BEGIN Dataset records

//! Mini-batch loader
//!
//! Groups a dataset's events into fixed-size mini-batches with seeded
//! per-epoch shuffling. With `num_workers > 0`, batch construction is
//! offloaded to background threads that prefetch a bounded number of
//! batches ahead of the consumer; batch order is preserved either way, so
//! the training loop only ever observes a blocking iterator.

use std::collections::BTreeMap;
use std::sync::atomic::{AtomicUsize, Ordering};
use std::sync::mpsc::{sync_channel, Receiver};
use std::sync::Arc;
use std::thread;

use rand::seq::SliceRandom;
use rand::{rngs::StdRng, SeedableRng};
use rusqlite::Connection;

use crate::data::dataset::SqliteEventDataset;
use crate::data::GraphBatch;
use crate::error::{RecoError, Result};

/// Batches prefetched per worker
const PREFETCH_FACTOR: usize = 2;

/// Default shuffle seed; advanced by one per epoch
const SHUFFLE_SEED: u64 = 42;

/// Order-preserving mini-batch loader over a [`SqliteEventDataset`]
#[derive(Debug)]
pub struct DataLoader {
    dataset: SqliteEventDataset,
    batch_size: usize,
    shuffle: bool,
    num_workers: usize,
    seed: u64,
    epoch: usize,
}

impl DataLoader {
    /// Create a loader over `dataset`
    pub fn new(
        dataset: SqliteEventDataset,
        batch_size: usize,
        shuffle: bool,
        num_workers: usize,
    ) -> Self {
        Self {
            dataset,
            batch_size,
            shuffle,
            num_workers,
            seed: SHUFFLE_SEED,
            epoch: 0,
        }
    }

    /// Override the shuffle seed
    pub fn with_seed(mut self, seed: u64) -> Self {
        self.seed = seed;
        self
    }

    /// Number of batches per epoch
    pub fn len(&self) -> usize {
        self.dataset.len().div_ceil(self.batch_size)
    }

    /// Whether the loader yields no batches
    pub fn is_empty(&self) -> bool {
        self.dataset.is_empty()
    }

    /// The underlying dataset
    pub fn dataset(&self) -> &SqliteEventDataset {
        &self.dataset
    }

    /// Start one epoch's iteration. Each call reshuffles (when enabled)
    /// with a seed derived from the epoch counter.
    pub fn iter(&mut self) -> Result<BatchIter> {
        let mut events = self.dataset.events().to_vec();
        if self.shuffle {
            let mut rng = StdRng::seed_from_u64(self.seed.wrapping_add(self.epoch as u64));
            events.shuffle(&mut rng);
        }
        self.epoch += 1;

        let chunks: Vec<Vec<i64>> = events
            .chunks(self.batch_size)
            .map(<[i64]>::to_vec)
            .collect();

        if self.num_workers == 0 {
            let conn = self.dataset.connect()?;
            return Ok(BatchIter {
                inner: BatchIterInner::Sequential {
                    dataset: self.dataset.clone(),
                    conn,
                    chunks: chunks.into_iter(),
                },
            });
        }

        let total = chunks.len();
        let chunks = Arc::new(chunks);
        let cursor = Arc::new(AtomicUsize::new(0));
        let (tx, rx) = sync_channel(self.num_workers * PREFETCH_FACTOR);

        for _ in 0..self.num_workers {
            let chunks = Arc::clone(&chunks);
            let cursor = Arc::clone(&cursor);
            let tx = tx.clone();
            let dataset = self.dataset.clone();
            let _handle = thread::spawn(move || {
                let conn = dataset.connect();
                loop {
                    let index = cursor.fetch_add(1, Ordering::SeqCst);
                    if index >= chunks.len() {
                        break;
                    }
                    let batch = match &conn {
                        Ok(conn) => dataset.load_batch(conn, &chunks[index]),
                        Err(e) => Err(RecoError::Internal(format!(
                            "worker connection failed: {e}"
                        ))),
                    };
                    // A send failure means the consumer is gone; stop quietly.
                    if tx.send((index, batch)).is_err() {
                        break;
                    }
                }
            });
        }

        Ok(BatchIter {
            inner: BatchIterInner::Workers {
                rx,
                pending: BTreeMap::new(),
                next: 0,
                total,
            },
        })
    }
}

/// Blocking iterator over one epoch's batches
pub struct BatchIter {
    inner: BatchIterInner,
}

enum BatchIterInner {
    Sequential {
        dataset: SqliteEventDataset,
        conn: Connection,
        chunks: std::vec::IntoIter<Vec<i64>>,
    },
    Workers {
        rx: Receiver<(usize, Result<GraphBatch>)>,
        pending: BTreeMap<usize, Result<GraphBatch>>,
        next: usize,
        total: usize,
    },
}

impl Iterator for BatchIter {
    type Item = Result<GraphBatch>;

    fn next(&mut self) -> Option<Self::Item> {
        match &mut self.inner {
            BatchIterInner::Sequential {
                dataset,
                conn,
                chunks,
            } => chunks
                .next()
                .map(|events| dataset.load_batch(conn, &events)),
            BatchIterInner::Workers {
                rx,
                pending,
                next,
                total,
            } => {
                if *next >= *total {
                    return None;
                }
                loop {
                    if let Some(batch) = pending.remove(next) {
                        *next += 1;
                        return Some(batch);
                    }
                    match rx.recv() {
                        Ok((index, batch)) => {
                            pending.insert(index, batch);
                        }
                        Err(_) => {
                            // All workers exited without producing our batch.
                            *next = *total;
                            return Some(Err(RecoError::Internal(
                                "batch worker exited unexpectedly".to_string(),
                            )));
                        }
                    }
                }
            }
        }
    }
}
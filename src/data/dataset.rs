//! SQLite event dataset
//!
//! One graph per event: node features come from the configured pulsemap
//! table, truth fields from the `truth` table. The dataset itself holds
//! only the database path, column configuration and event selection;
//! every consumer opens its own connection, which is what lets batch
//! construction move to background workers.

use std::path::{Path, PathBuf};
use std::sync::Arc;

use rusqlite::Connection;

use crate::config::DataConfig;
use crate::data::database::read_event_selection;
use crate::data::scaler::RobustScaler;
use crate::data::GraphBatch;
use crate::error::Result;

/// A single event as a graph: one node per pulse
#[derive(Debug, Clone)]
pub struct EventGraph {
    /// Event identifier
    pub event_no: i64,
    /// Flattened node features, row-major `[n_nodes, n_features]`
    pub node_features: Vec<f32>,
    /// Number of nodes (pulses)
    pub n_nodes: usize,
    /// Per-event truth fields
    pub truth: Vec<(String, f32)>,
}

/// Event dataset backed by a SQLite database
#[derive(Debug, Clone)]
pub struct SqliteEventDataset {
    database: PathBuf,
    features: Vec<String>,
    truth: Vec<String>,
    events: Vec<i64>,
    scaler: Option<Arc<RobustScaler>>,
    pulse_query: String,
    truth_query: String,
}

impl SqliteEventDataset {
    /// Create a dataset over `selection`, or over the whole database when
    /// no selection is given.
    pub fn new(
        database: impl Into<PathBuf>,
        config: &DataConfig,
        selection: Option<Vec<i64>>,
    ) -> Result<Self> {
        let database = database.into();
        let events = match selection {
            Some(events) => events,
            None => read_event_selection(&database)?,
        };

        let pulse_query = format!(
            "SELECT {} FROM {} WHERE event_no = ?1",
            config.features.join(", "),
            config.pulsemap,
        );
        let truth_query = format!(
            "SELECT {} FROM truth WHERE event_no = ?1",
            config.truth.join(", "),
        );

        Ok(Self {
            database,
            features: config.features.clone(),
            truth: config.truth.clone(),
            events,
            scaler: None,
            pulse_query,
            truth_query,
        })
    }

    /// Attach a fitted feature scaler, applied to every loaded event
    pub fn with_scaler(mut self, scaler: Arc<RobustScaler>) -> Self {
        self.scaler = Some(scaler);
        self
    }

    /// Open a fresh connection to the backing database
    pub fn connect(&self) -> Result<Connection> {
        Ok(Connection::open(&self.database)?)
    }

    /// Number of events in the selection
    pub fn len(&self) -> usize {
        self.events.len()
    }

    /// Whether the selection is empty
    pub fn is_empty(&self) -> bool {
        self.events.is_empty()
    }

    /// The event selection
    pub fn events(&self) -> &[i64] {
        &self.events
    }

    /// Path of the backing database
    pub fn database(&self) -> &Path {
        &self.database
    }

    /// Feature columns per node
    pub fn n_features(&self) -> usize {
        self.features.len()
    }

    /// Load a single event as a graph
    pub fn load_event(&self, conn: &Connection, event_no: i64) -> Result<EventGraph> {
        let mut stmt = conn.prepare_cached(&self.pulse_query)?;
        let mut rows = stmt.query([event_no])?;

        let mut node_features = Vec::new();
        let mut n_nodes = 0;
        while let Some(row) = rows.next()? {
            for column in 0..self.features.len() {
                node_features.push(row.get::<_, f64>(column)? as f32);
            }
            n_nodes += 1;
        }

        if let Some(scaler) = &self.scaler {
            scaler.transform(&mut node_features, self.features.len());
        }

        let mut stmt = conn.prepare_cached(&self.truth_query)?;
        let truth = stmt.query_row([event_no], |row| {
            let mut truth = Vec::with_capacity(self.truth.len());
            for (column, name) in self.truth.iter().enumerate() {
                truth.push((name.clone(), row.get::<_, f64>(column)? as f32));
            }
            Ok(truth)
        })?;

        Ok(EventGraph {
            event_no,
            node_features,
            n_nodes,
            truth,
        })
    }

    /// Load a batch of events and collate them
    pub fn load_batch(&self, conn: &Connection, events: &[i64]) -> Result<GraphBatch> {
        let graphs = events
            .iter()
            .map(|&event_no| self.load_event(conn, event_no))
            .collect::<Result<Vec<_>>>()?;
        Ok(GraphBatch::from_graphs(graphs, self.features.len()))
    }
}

END Dataset records

## Exercise directions
Scan the listing above, and wherever a line holds the string "SqliteEventDataset", copy that line.

## Solution to this exercise
use crate::data::dataset::SqliteEventDataset;
/// Order-preserving mini-batch loader over a [`SqliteEventDataset`]
    dataset: SqliteEventDataset,
        dataset: SqliteEventDataset,
    pub fn dataset(&self) -> &SqliteEventDataset {
        dataset: SqliteEventDataset,
pub struct SqliteEventDataset {
impl SqliteEventDataset {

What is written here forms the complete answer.